大岡越前は、唯々、吉宗様の配慮の深さに感涙したのだった。
「と言う訳じゃ」
「断れば死罪。ゆめゆめお忘れなきようにな!」
早瀬金吾がダメ押しをするが、其れも由衣之介には半分も聞こえていなかった。
「頼む、小紫。もう一度、儂の嫁になってくれッ」、畳に頭を擦り付け、由衣之介が声を絞り出した。
「許せぬと言うなら、この場で腹を切る」
必死の形相は、もうお江戸の侍の粋な所作ではない。
「千代さん。コイツを如何するよ」
早瀬金吾が呆れた調子で、砕けた言葉を使った。
千代は由衣之介の手を取って微笑むと、そっと囁いた。
「惚れておりまする。

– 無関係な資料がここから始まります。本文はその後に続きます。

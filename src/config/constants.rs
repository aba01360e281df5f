//! Tunable defaults and hard limits.

use crate::math::Real;

/// Guards the fractional-coordinate cell lookup against landing exactly
/// on the upper rounding boundary (see `Cells::locate`).
pub const CELL_EPSILON: Real = 1e-7;

/// Minimum number of cells per dimension; smaller boxes are clamped up
/// to this so the 27-cell neighborhood never wraps onto itself twice.
pub const MIN_CELLS_PER_SIDE: i64 = 3;

/// Energy sentinel returned for an overlapping pair. Never consumed by
/// callers directly — they must check the `overlap` flag instead.
pub const OVERLAP_SENTINEL_ENERGY: Real = 1e8;

/// Assumed maximum number of candidate partners per particle; the
/// `possible_links` buffer is sized to `POSSIBLE_LINKS_PER_PARTICLE * n_max`.
pub const POSSIBLE_LINKS_PER_PARTICLE: usize = 16;

/// Hard cap on patch sites per particle, used only to bound the
/// `ConfigError::TooManyPatches` check; not a performance-relevant limit.
pub const MAX_PATCHES: usize = 32;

この命が欲しいと申されるなら、何時でも差し上げまする」
「それと・・千代とお呼び下さりませ。親が付けてくれた名前です」
由衣之介は千代を引き寄せると、キツク抱きしめた。
「千代」
「千代」と、うわ言のように何度もその名をつぶやいている。
「コホン」、咳払いが二人の侍の口から洩れた。
だが由衣之介の耳には千代の言葉以外、何も聞こえても居なかった。